Getting it for a construction loan can provide a helpful understanding of how much you’ll be able to borrow for the project. It is an important step to avoid paying for plans from an architect or creating blueprints for a home you can’t afford.

Get Homeowners Insurance: 

Even if you don’t live in the home, your lender may require a prepaid homeowner’s insurance policy that includes the builder’s risk coverage. If something happens during construction — if the half-built property catches fire or someone vandalizes it.

How long does it take to get a construction loan?

The time it brings to get a construction loan can vary depending on many factors, including the complexity of the project, the lender’s requirements, and your readiness. Here is an available timeline of the process:

Research and Prepare Documentation: 

This initial step involves researching construction loan lenders and gathering documentation such as your construction plans, cost estimates, permits, and financial information.

Loan Application:

After you have prepared your documentation, you need to propose the loan application to the lender of your choice. The application process usually involves providing information about your project, financial history, and creditworthiness.

Loan review and approval:

The lender reviews your application, assesses your creditworthiness, and assesses the feasibility of your project. This step can bring several weeks, as the lender must assess the risks and potential value of the structure.

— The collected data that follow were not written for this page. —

use std::net::SocketAddr;
use std::path::PathBuf;

use anyhow::{anyhow, Context};
use rusty_masternode::MasternodeConfig;
use rusty_shared_types::{ChainParams, Network};
use serde::{Deserialize, Serialize};

use crate::Args;

pub const APP_NAME: &str = "rusty-masternode";
pub const CONFIG_NAME: &str = "node-config";

/// Persistent node settings, stored with confy between runs.
#[derive(Debug, Clone, PartialEq, Serialize, Deserialize)]
pub struct NodeConfig {
    pub network: String,
    /// Directory holding the masternode cache. Defaults to the config directory.
    pub data_dir: Option<PathBuf>,
    /// Seconds between maintenance ticks (lifecycle pass, proof-of-service step).
    pub check_interval_secs: u64,
    /// Seconds between cache snapshots.
    pub save_interval_secs: u64,
    /// Regtest only: seconds between locally produced blocks, 0 disables.
    pub block_interval_secs: u64,
    /// Peers asked for the full masternode list when there is no usable cache.
    #[serde(default)]
    pub sync_peers: Vec<SocketAddr>,
}

impl Default for NodeConfig {
    fn default() -> Self {
        Self {
            network: "mainnet".to_string(),
            data_dir: None,
            check_interval_secs: 60,
            save_interval_secs: 5 * 60,
            block_interval_secs: 0,
            sync_peers: Vec::new(),
        }
    }
}

impl NodeConfig {
    /// Command line arguments take precedence over the stored configuration.
    pub fn apply_args(&mut self, args: &Args) {
        if let Some(network) = &args.network {
            self.network = network.clone();
        }
        if let Some(data_dir) = &args.data_dir {
            self.data_dir = Some(data_dir.clone());
        }
        if let Some(secs) = args.check_interval_secs {
            self.check_interval_secs = secs;
        }
        if let Some(secs) = args.block_interval_secs {
            self.block_interval_secs = secs;
        }
        if !args.sync_peer.is_empty() {
            self.sync_peers = args.sync_peer.clone();
        }
    }

    pub fn network(&self) -> anyhow::Result<Network> {
        self.network.parse::<Network>().map_err(|e| anyhow!(e))
    }

    pub fn masternode_config(&self) -> anyhow::Result<MasternodeConfig> {
        Ok(MasternodeConfig::for_network(ChainParams::for_network(self.network()?)))
    }

    pub fn resolve_data_dir(&self) -> anyhow::Result<PathBuf> {
        if let Some(dir) = &self.data_dir {
            return Ok(dir.clone());
        }
        let path = confy::get_configuration_file_path(APP_NAME, CONFIG_NAME)
            .context("locating configuration directory")?;
        path.parent()
            .map(|dir| dir.join(&self.network))
            .ok_or_else(|| anyhow!("configuration path {} has no parent", path.display()))
    }
}

#[cfg(test)]
mod tests {
    use super::*;
    use clap::Parser;
    use tempfile::tempdir;

    #[test]
    fn test_args_override_stored_values() {
        let mut cfg = NodeConfig::default();
        let args = Args::parse_from([
            "rusty-node",
            "--network",
            "regtest",
            "--check-interval-secs",
            "5",
            "--sync-peer",
            "127.0.0.1:26518",
            "--sync-peer",
            "127.0.0.2:26518",
        ]);
        cfg.apply_args(&args);

        assert_eq!(cfg.network, "regtest");
        assert_eq!(cfg.check_interval_secs, 5);
        assert_eq!(cfg.save_interval_secs, NodeConfig::default().save_interval_secs);
        assert_eq!(cfg.network().unwrap(), Network::Regtest);
        assert_eq!(cfg.masternode_config().unwrap().min_confirmations(), 1);
        assert_eq!(cfg.sync_peers.len(), 2);
    }

    #[test]
    fn test_unknown_network_is_an_error() {
        let cfg = NodeConfig { network: "moonnet".into(), ..NodeConfig::default() };
        assert!(cfg.network().is_err());
        assert!(cfg.masternode_config().is_err());
    }

    #[test]
    fn test_config_round_trips_through_confy() {
        let dir = tempdir().unwrap();
        let path = dir.path().join("node-config.toml");
        let cfg = NodeConfig {
            network: "testnet".into(),
            data_dir: Some(dir.path().to_path_buf()),
            block_interval_secs: 30,
            sync_peers: vec!["10.0.0.1:6518".parse().unwrap()],
            ..NodeConfig::default()
        };
        confy::store_path(&path, &cfg).unwrap();
        let loaded: NodeConfig = confy::load_path(&path).unwrap();
        assert_eq!(loaded, cfg);
        assert_eq!(loaded.resolve_data_dir().unwrap(), dir.path());
    }

    #[test]
    fn test_config_without_sync_peers_still_loads() {
        let dir = tempdir().unwrap();
        let path = dir.path().join("node-config.toml");
        std::fs::write(
            &path,
            "network = \"regtest\"\ncheck_interval_secs = 60\nsave_interval_secs = 300\nblock_interval_secs = 0\n",
        )
        .unwrap();
        let loaded: NodeConfig = confy::load_path(&path).unwrap();
        assert_eq!(loaded.network, "regtest");
        assert!(loaded.sync_peers.is_empty());
    }
}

Appraisal and Underwriting:

The lender may need an inspection to determine the property’s value after construction. Additionally, they conduct underwriting, which involves assessing your financial ability to repay the loan. This stage may take a few weeks.

Closing and Disbursement:

If your application for a construction loan had been approved, you would have gone on to the closing step to sign the necessary paperwork. Following closing, monies are typically disbursed by your loan agreement’s specified series of draws or phases.

Getting a construction loan can take many weeks to a few months. Starting the process early when you plan to start construction is necessary to allow for any potential delays or complications. 

Remember that this timeline is a general guideline, and the actual timeframe may vary based on individual circumstances and specific lender processes.


What is the duration of construction in a home loan?

The maximum loan tenure for construction loans is 10-15 years.

How is the construction loan amount disbursed?

The loan amount is disbursed in installments only. Unlike home purchase loans, where the lender pays the entire amount in one lump sum, for construction home loans, the amount is disbursed only in installments. The sanctioned loan amount will disburse in phases depending on the construction progress.

How is EMI paid for the under-construction property?

Under construction, home loans are disbursed in installments as they are given based on the construction stage of the property. Here, interest had charged only on the amount paid, meaning the borrower has lower EMI amounts.

Are home loans and construction loaning the same?

A type of loan where the entire loan amount had been disbursed to the borrower at once; he buys an existing house and starts paying EMIs over 20 to 30 years—a type of loan in which the loan amount is disbursed in stages for home construction.